This assignment was sent to me by Jeff Goins. I thought it was so great that I decided it should be put here. Tell me what you think.
When I was younger, I got bullied a lot. A short and chubby redhead, I was the kid you’d see getting teased at recess. And for most of my youth, I attracted bullies who made me feel small. They got the girl, and I got anxiety attacks.
Moving into my teenage years, the sense of victimhood didn’t leave me. I didn’t have much of a social life and rarely left the house. I had a pretty cynical worldview. If something could go wrong, it would.
When I started running and losing weight, a strange thing happened: I didn’t become more confident. I was still very scared and shy, and this surprised me.
I always thought I was timid because of how I looked, but the truth was I had learned to live into others’ expectations of me. I became what other people perceived me to be. And I couldn’t escape it.
This false self-image followed me into adulthood, and eventually, I realized my lack of confidence was not something I was going to grow out of. Not without a fight.
If I was going to live the life I wanted, I would have to learn to be assertive. I would have to find a way to be confident. To overcome my fears. Even if I had to fake it.
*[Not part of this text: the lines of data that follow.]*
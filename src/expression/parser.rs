//! Lexer and precedence grammar built on chumsky combinators.
//!
//! Precedence, loosest first: `+ -`, `* /`, unary `+ -`, `**`. Exponentiation
//! is right-associative and its right operand may carry a unary sign, so
//! `-2 ** 2` is `-(2 ** 2)` and `2 ** -1` is `2 ** (-1)`.

use std::fmt;

use chumsky::input::{Input, ValueInput};
use chumsky::prelude::*;
use chumsky::span::SimpleSpan;

use super::ast::{BinaryOp, Function, Node, UnaryOp};
use crate::error::{Error, Result};

pub type Span = SimpleSpan;

#[derive(Debug, Clone, Copy, PartialEq)]
pub enum Token<'src> {
    Number(f64),
    Ident(&'src str),
    Plus,
    Minus,
    Star,
    StarStar,
    Slash,
    LParen,
    RParen,
}

impl fmt::Display for Token<'_> {
    fn fmt(&self, f: &mut fmt::Formatter<'_>) -> fmt::Result {
        match self {
            Token::Number(v) => write!(f, "{v}"),
            Token::Ident(name) => f.write_str(name),
            Token::Plus => f.write_str("+"),
            Token::Minus => f.write_str("-"),
            Token::Star => f.write_str("*"),
            Token::StarStar => f.write_str("**"),
            Token::Slash => f.write_str("/"),
            Token::LParen => f.write_str("("),
            Token::RParen => f.write_str(")"),
        }
    }
}

pub fn lexer<'src>() -> impl Parser<'src, &'src str, Vec<(Token<'src>, Span)>, extra::Err<Rich<'src, char>>> {
    // decimal literal with optional fraction and exponent, `.25` included
    let digits = text::digits(10);
    let mantissa = choice((
        digits.clone().then(just('.').then(digits.clone().or_not()).or_not()).ignored(),
        just('.').then(digits.clone()).ignored(),
    ));
    let exponent = one_of("eE").then(one_of("+-").or_not()).then(digits);
    let number = mantissa
        .then(exponent.or_not())
        .to_slice()
        .try_map(|text: &str, span| match text.parse::<f64>() {
            Ok(value) if value.is_finite() => Ok(Token::Number(value)),
            Ok(_) => Err(Rich::custom(span, format!("number '{text}' is out of range"))),
            Err(_) => Err(Rich::custom(span, format!("invalid number '{text}'"))),
        });

    let sym = choice((
        just("**").to(Token::StarStar),
        just('*').to(Token::Star),
        just('+').to(Token::Plus),
        just('-').to(Token::Minus),
        just('/').to(Token::Slash),
        just('(').to(Token::LParen),
        just(')').to(Token::RParen),
    ));

    let ident = text::ascii::ident().map(Token::Ident);

    choice((number, sym, ident))
        .map_with(|token, e| (token, e.span()))
        .padded()
        .repeated()
        .collect()
}

/// Band identifier `bN` or `bandN` as a 0-based index.
fn band_index(name: &str) -> std::result::Result<Option<usize>, String> {
    let digits = name
        .strip_prefix("band")
        .filter(|d| !d.is_empty())
        .or_else(|| name.strip_prefix('b'));
    let Some(digits) = digits.filter(|d| !d.is_empty() && d.bytes().all(|b| b.is_ascii_digit())) else {
        return Ok(None);
    };
    match digits.parse::<usize>() {
        Ok(n) if n >= 1 => Ok(Some(n - 1)),
        _ => Err(format!("band '{name}' must be numbered from 1")),
    }
}

/// Constant or band reference named by an identifier.
fn resolve_identifier(name: &str) -> std::result::Result<Node, String> {
    match name {
        "pi" => Ok(Node::Number(std::f64::consts::PI)),
        "e" => Ok(Node::Number(std::f64::consts::E)),
        _ => band_index(name)?
            .map(Node::Band)
            .ok_or_else(|| format!("unknown identifier '{name}'")),
    }
}

fn binary(lhs: Node, op: BinaryOp, rhs: Node) -> Node {
    Node::Binary { lhs: Box::new(lhs), op, rhs: Box::new(rhs) }
}

pub fn parser<'tokens, 'src: 'tokens, I>() -> impl Parser<'tokens, I, Node, extra::Err<Rich<'tokens, Token<'src>, Span>>>
where
    I: ValueInput<'tokens, Token = Token<'src>, Span = Span>,
{
    recursive(|expr| {
        let number = select! { Token::Number(v) => Node::Number(v) };
        let function = select! { Token::Ident(name) if Function::from_name(name).is_some() => name };
        let variable = select! { Token::Ident(name) => name }
            .try_map(|name: &str, span| resolve_identifier(name).map_err(|msg| Rich::custom(span, msg)));
        let parens = expr.delimited_by(just(Token::LParen), just(Token::RParen));

        let call = function.then(parens.clone()).try_map(|(name, arg): (&str, Node), span| {
            let func = Function::from_name(name).ok_or_else(|| Rich::custom(span, format!("unknown function '{name}'")))?;
            Ok(Node::Call { func, arg: Box::new(arg) })
        });

        let atom = choice((number, call, parens, variable)).boxed();

        let unary = recursive(|unary| {
            let power = atom
                .clone()
                .then(just(Token::StarStar).ignore_then(unary).or_not())
                .map(|(base, exponent)| match exponent {
                    Some(exponent) => binary(base, BinaryOp::Pow, exponent),
                    None => base,
                });
            let unary_op = choice((just(Token::Plus).to(UnaryOp::Plus), just(Token::Minus).to(UnaryOp::Neg)));
            unary_op
                .repeated()
                .foldr(power, |op, expr| Node::Unary { op, expr: Box::new(expr) })
        })
        .boxed();

        let mul_op = choice((just(Token::Star).to(BinaryOp::Mul), just(Token::Slash).to(BinaryOp::Div)));
        let add_op = choice((just(Token::Plus).to(BinaryOp::Add), just(Token::Minus).to(BinaryOp::Sub)));

        let product = unary
            .clone()
            .foldl(mul_op.then(unary).repeated(), |lhs, (op, rhs)| binary(lhs, op, rhs))
            .boxed();

        product
            .clone()
            .foldl(add_op.then(product).repeated(), |lhs, (op, rhs)| binary(lhs, op, rhs))
    })
}

fn first_error<T: fmt::Display>(errors: Vec<Rich<'_, T>>) -> Error {
    match errors.into_iter().next() {
        Some(err) => Error::Expression { offset: err.span().start, message: err.to_string() },
        None => Error::Expression { offset: 0, message: "invalid expression".into() },
    }
}

/// Parse `input` into an expression tree.
pub fn parse(input: &str) -> Result<Node> {
    let tokens = lexer().parse(input).into_result().map_err(first_error)?;
    let eoi: Span = (input.len()..input.len()).into();
    parser()
        .parse(tokens.as_slice().map(eoi, |(token, span)| (token, span)))
        .into_result()
        .map_err(first_error)
}
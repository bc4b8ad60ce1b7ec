//! Band arithmetic for single-band rendering.
//!
//! An expression is parsed once into a [`Node`] tree. The tree is evaluated
//! per pixel on the CPU path and compiled into WGSL on the GPU path; its
//! canonical text keys the shader program cache.

pub mod ast;
mod parser;

pub use ast::{BinaryOp, Function, Node, UnaryOp};

use crate::error::Result;

/// Parsed band expression such as `(b2 - b1) / (b2 + b1)`.
#[derive(Debug, Clone, PartialEq)]
pub struct Expression {
    root: Node,
    canonical: String,
    bands: Vec<usize>,
}

impl Expression {
    /// Parse an expression. Band identifiers `bN` and `bandN` are 1-based.
    pub fn parse(input: &str) -> Result<Self> {
        let root = parser::parse(input)?;
        let canonical = root.to_string();
        let mut bands = Vec::new();
        root.collect_bands(&mut bands);
        bands.sort_unstable();
        bands.dedup();
        Ok(Self { root, canonical, bands })
    }

    #[must_use]
    pub fn root(&self) -> &Node {
        &self.root
    }

    /// Fully parenthesized form. Equal trees have equal canonical text.
    #[must_use]
    pub fn canonical(&self) -> &str {
        &self.canonical
    }

    /// Distinct 0-based band indices referenced, ascending.
    #[must_use]
    pub fn bands(&self) -> &[usize] {
        &self.bands
    }

    /// Evaluate with `values[i]` holding band `i`.
    #[inline]
    #[must_use]
    pub fn eval(&self, values: &[f64]) -> f64 {
        self.root.eval(values)
    }

    /// WGSL `f32` expression reading band `i` through `band(i)`.
    #[must_use]
    pub fn to_wgsl(&self, band: &dyn Fn(usize) -> String) -> String {
        let mut out = String::new();
        self.root.write_wgsl(&mut out, band);
        out
    }
}

impl std::str::FromStr for Expression {
    type Err = crate::error::Error;

    fn from_str(s: &str) -> Result<Self> {
        Self::parse(s)
    }
}
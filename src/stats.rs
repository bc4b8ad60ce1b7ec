//! Per-band value domains used to normalize samples before colorization.

use std::sync::{Arc, RwLock};

use ahash::AHashMap;
use serde::{Deserialize, Serialize};
use tracing::debug;

use crate::error::{Error, Result};
use crate::raster::RasterDecoder;
use crate::resample::is_nodata;
use crate::window::PixelWindow;

/// Inclusive `[min, max]` value range of a band.
#[derive(Debug, Clone, Copy, PartialEq, Serialize, Deserialize)]
pub struct BandDomain {
    pub min: f64,
    pub max: f64,
}

impl BandDomain {
    #[must_use]
    pub const fn new(min: f64, max: f64) -> Self {
        Self { min, max }
    }

    #[inline]
    #[must_use]
    pub fn range(&self) -> f64 {
        self.max - self.min
    }

    /// Position of `value` in the domain, 0 at `min` and 1 at `max`.
    ///
    /// A zero-width domain maps everything to 0.
    #[inline]
    #[must_use]
    pub fn normalize(&self, value: f64) -> f64 {
        let range = self.range();
        if range == 0.0 { 0.0 } else { (value - self.min) / range }
    }
}

/// Where a resolved domain came from.
#[derive(Debug, Clone, Copy, PartialEq, Eq)]
pub enum DomainSource {
    Embedded,
    Declared,
    Scanned,
}

/// Memoizing resolver of band domains for one provider.
pub struct BandStatistics {
    decoder: Arc<dyn RasterDecoder>,
    declared: AHashMap<usize, BandDomain>,
    memo: RwLock<AHashMap<usize, BandDomain>>,
}

impl BandStatistics {
    /// # Arguments
    /// * `decoder` - Raster the statistics describe
    /// * `declared` - Literal domains for bands with a known value range
    #[must_use]
    pub fn new(decoder: Arc<dyn RasterDecoder>, declared: AHashMap<usize, BandDomain>) -> Self {
        Self {
            decoder,
            declared,
            memo: RwLock::new(AHashMap::new()),
        }
    }

    /// Previously resolved domain for `band`, if any.
    #[must_use]
    pub fn cached(&self, band: usize) -> Option<BandDomain> {
        let memo = self.memo.read().unwrap_or_else(|e| e.into_inner());
        memo.get(&band).copied()
    }

    /// Domain of 0-based `band`, resolving and memoizing it on first use.
    ///
    /// May decode the coarsest pyramid level, so call it off the render thread.
    pub fn get_domain(&self, band: usize) -> Result<BandDomain> {
        let samples = self.decoder.source().samples_per_pixel;
        if band >= samples {
            return Err(Error::BandOutOfRange { band, samples });
        }
        if let Some(domain) = self.cached(band) {
            return Ok(domain);
        }

        let (domain, origin) = self.resolve(band)?;
        debug!(band, min = domain.min, max = domain.max, source = ?origin, "resolved band domain");

        // racing resolvers compute the same value, last writer wins
        let mut memo = self.memo.write().unwrap_or_else(|e| e.into_inner());
        memo.insert(band, domain);
        Ok(domain)
    }

    fn resolve(&self, band: usize) -> Result<(BandDomain, DomainSource)> {
        let source = self.decoder.source();
        if let Some(domain) = source.embedded_stats(band) {
            return Ok((domain, DomainSource::Embedded));
        }
        if let Some(domain) = self.declared.get(&band) {
            return Ok((*domain, DomainSource::Declared));
        }

        let level_index = source.coarsest_level();
        let level = source
            .level(level_index)
            .ok_or_else(|| Error::config("raster has no pyramid levels"))?;
        let window = PixelWindow::new(0, 0, level.width as i64, level.height as i64);
        let fill = source.nodata.map_or(f32::NAN, |v| v as f32);
        let mut bands = self
            .decoder
            .read_window(level_index, &window, &[band], fill)
            .map_err(|source| Error::Decode { level: level_index, window, source })?;
        let values = bands.pop().unwrap_or_default();

        let domain = scan_min_max(&values, source.nodata).unwrap_or(BandDomain::new(0.0, 1.0));
        Ok((domain, DomainSource::Scanned))
    }
}

/// Min and max of `values`, skipping no-data and NaN.
#[must_use]
pub fn scan_min_max(values: &[f32], nodata: Option<f64>) -> Option<BandDomain> {
    let mut min = f64::INFINITY;
    let mut max = f64::NEG_INFINITY;
    for &v in values {
        let v = f64::from(v);
        if is_nodata(v, nodata) || v.is_infinite() {
            continue;
        }
        min = min.min(v);
        max = max.max(v);
    }
    (min <= max).then_some(BandDomain::new(min, max))
}

#[cfg(test)]
mod tests {
    use super::*;
    use crate::geometry::BoundingBox;
    use crate::raster::ArrayRaster;
    use std::thread;

    fn raster(values: Vec<f32>) -> ArrayRaster {
        let n = values.len();
        ArrayRaster::from_band(BoundingBox::new(0.0, 0.0, 1.0, 1.0), Some(4326), n, 1, values).unwrap()
    }

    #[test]
    fn test_normalize() {
        let d = BandDomain::new(0.0, 100.0);
        assert_eq!(d.normalize(50.0), 0.5);
        assert_eq!(d.normalize(150.0), 1.5);
        assert_eq!(BandDomain::new(3.0, 3.0).normalize(3.0), 0.0);
    }

    #[test]
    fn test_scan_skips_nodata_and_nan() {
        let values = [f32::NAN, -9999.0, 3.0, 8.0, -2.0];
        assert_eq!(scan_min_max(&values, Some(-9999.0)), Some(BandDomain::new(-2.0, 8.0)));
        assert_eq!(scan_min_max(&[-9999.0], Some(-9999.0)), None);
    }

    #[test]
    fn test_embedded_stats_win() {
        let decoder = raster(vec![1.0, 2.0, 3.0]).with_band_stats(0, BandDomain::new(-5.0, 5.0));
        let mut declared = AHashMap::new();
        declared.insert(0, BandDomain::new(0.0, 255.0));
        let stats = BandStatistics::new(Arc::new(decoder), declared);
        assert_eq!(stats.get_domain(0).unwrap(), BandDomain::new(-5.0, 5.0));
    }

    #[test]
    fn test_declared_before_scan() {
        let decoder = Arc::new(raster(vec![1.0, 2.0, 3.0]));
        let mut declared = AHashMap::new();
        declared.insert(0, BandDomain::new(0.0, 255.0));
        let stats = BandStatistics::new(decoder.clone(), declared);
        assert_eq!(stats.get_domain(0).unwrap(), BandDomain::new(0.0, 255.0));
        assert_eq!(decoder.read_count(), 0);
    }

    #[test]
    fn test_scan_coarsest_level_once() {
        let decoder = Arc::new(raster(vec![4.0, -9999.0, 10.0, 7.0]).with_nodata(-9999.0).with_overviews(1));
        let stats = BandStatistics::new(decoder.clone(), AHashMap::new());
        // coarsest level keeps columns 0 and 2
        assert_eq!(stats.get_domain(0).unwrap(), BandDomain::new(4.0, 10.0));
        assert_eq!(stats.get_domain(0).unwrap(), BandDomain::new(4.0, 10.0));
        assert_eq!(decoder.read_count(), 1);
        assert_eq!(stats.cached(0), Some(BandDomain::new(4.0, 10.0)));
    }

    #[test]
    fn test_band_out_of_range() {
        let stats = BandStatistics::new(Arc::new(raster(vec![1.0])), AHashMap::new());
        match stats.get_domain(3) {
            Err(Error::BandOutOfRange { band: 3, samples: 1 }) => {}
            other => panic!("unexpected {other:?}"),
        }
        assert!(stats.cached(3).is_none());
    }

    #[test]
    fn test_all_nodata_band_falls_back_to_unit_domain() {
        let decoder = raster(vec![-1.0, -1.0]).with_nodata(-1.0);
        let stats = BandStatistics::new(Arc::new(decoder), AHashMap::new());
        assert_eq!(stats.get_domain(0).unwrap(), BandDomain::new(0.0, 1.0));
    }

    #[test]
    fn test_concurrent_resolution_is_consistent() {
        let stats = Arc::new(BandStatistics::new(Arc::new(raster(vec![2.0, 9.0, 5.0])), AHashMap::new()));
        let handles: Vec<_> = (0..8)
            .map(|_| {
                let stats = Arc::clone(&stats);
                thread::spawn(move || stats.get_domain(0).unwrap())
            })
            .collect();
        for handle in handles {
            assert_eq!(handle.join().unwrap(), BandDomain::new(2.0, 9.0));
        }
    }
}
//! Rendered tile cache keyed by tile coordinate.
//!
//! Entries are kept in insertion order: reads never refresh an entry, so the
//! LRU end of the underlying list is always the oldest insertion. Exactly one
//! eviction policy is active per cache.

use std::fmt;
use std::sync::{Arc, Mutex};
use std::time::{Duration, Instant};

use lru::LruCache;
use serde::{Deserialize, Serialize};
use tracing::debug;

/// Tile coordinate used as cache key.
#[derive(Clone, Copy, Debug, Eq, PartialEq, Hash)]
pub struct TileKey {
    pub x: u64,
    pub y: u64,
    pub z: u32,
}

impl TileKey {
    #[must_use]
    pub const fn new(x: u64, y: u64, z: u32) -> Self {
        Self { x, y, z }
    }
}

impl fmt::Display for TileKey {
    fn fmt(&self, f: &mut fmt::Formatter<'_>) -> fmt::Result {
        write!(f, "{}/{}/{}", self.z, self.x, self.y)
    }
}

#[derive(Clone, Copy, Debug, PartialEq, Eq, Serialize, Deserialize)]
#[serde(rename_all = "snake_case")]
pub enum CachePolicy {
    /// Keep at most this many tiles, dropping the oldest insertion first.
    /// Zero disables caching.
    MaxEntries(usize),
    /// Drop tiles once they are older than this.
    TimeToLive(Duration),
}

impl Default for CachePolicy {
    fn default() -> Self {
        CachePolicy::MaxEntries(100)
    }
}

struct CacheEntry<V> {
    data: Arc<V>,
    inserted: Instant,
}

pub struct TileCache<V> {
    policy: CachePolicy,
    entries: Mutex<LruCache<TileKey, CacheEntry<V>>>,
}

impl<V> TileCache<V> {
    #[must_use]
    pub fn new(policy: CachePolicy) -> Self {
        TileCache {
            policy,
            entries: Mutex::new(LruCache::unbounded()),
        }
    }

    #[must_use]
    pub fn policy(&self) -> CachePolicy {
        self.policy
    }

    fn lock(&self) -> std::sync::MutexGuard<'_, LruCache<TileKey, CacheEntry<V>>> {
        self.entries.lock().unwrap_or_else(|e| e.into_inner())
    }

    pub fn get(&self, key: &TileKey) -> Option<Arc<V>> {
        self.get_at(key, Instant::now())
    }

    fn get_at(&self, key: &TileKey, now: Instant) -> Option<Arc<V>> {
        let mut entries = self.lock();
        let expired = match (self.policy, entries.peek(key)) {
            (_, None) => return None,
            (CachePolicy::TimeToLive(ttl), Some(entry)) => now.duration_since(entry.inserted) > ttl,
            (CachePolicy::MaxEntries(_), Some(_)) => false,
        };
        if expired {
            entries.pop(key);
            debug!(tile = %key, "cache entry expired");
            return None;
        }
        entries.peek(key).map(|entry| Arc::clone(&entry.data))
    }

    pub fn put(&self, key: TileKey, data: Arc<V>) {
        self.put_at(key, data, Instant::now());
    }

    fn put_at(&self, key: TileKey, data: Arc<V>, now: Instant) {
        if self.policy == CachePolicy::MaxEntries(0) {
            return;
        }
        let mut entries = self.lock();
        // re-inserting a key counts as a fresh insertion
        entries.pop(&key);
        entries.put(key, CacheEntry { data, inserted: now });

        match self.policy {
            CachePolicy::MaxEntries(capacity) => {
                while entries.len() > capacity {
                    if let Some((evicted, _)) = entries.pop_lru() {
                        debug!(tile = %evicted, "evicted oldest cached tile");
                    }
                }
            }
            CachePolicy::TimeToLive(ttl) => {
                while let Some((_, oldest)) = entries.peek_lru() {
                    if now.duration_since(oldest.inserted) <= ttl {
                        break;
                    }
                    if let Some((evicted, _)) = entries.pop_lru() {
                        debug!(tile = %evicted, "evicted expired cached tile");
                    }
                }
            }
        }
    }

    #[must_use]
    pub fn len(&self) -> usize {
        self.lock().len()
    }

    #[must_use]
    pub fn is_empty(&self) -> bool {
        self.len() == 0
    }

    pub fn clear(&self) {
        self.lock().clear();
    }
}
The Practice of Confidence
So I began observing confident people. I studied how they spoke and acted, what made them different from the rest of us. I watched their mannerisms and how they conducted themselves in public, and then I started copying them.
Little by little, I made daily decisions that exuded confidence. I haggled with retailers and demanded apologies from rude telemarketers. I got in people’s faces and looked them straight in the eyes. I acted as if I believed in myself, even though I didn’t. The crazy part? It worked.
The more I faked being confident, the more I actually became confident.
After standing up to my first bully in over two decades — a drunk who harassed my wife at a concert — I felt more alive than I had in years. Although I was scared to face him, I did it anyway. To my surprise, he didn’t pound me into a pulp. He backed down and apologized.
And I walked away with an unfamiliar feeling of strength and peace that I kind of liked.
This experience taught me something: confidence takes practice. Although some people may be born with it, others have to develop it. They don’t inherit it; they have to create it.
I’ve applied this principle to other areas of my life and seen great success. Now, I regularly speak for live audiences and get asked to do interviews. I communicate with a confidence that surprises even me — all because I’ve learned how to practice.
Sure, I still have twinges of self-doubt, but I am growing into the person I believe I was meant to be.
Your homework this week is to emulate someone who is more confident than you are. Find someone who is bolder and stronger and observe them. Then copy what they do, even if it feels uncomfortable.
Do they never slouch? Do the same. Do they tell the hard, brutal truth right to people’s faces? Do that. Confidence isn’t easy, but it’s not impossible, either. All you need is a little practice.
Everything we do in life is practice. If you constantly question yourself and wonder about your abilities, what do you think you’re doing? It’s not being humble. You’re practicing insecurity. And if you can do that as a practice, you can do the opposite.
Good luck with your assignment. Report back when in the comments when you are done.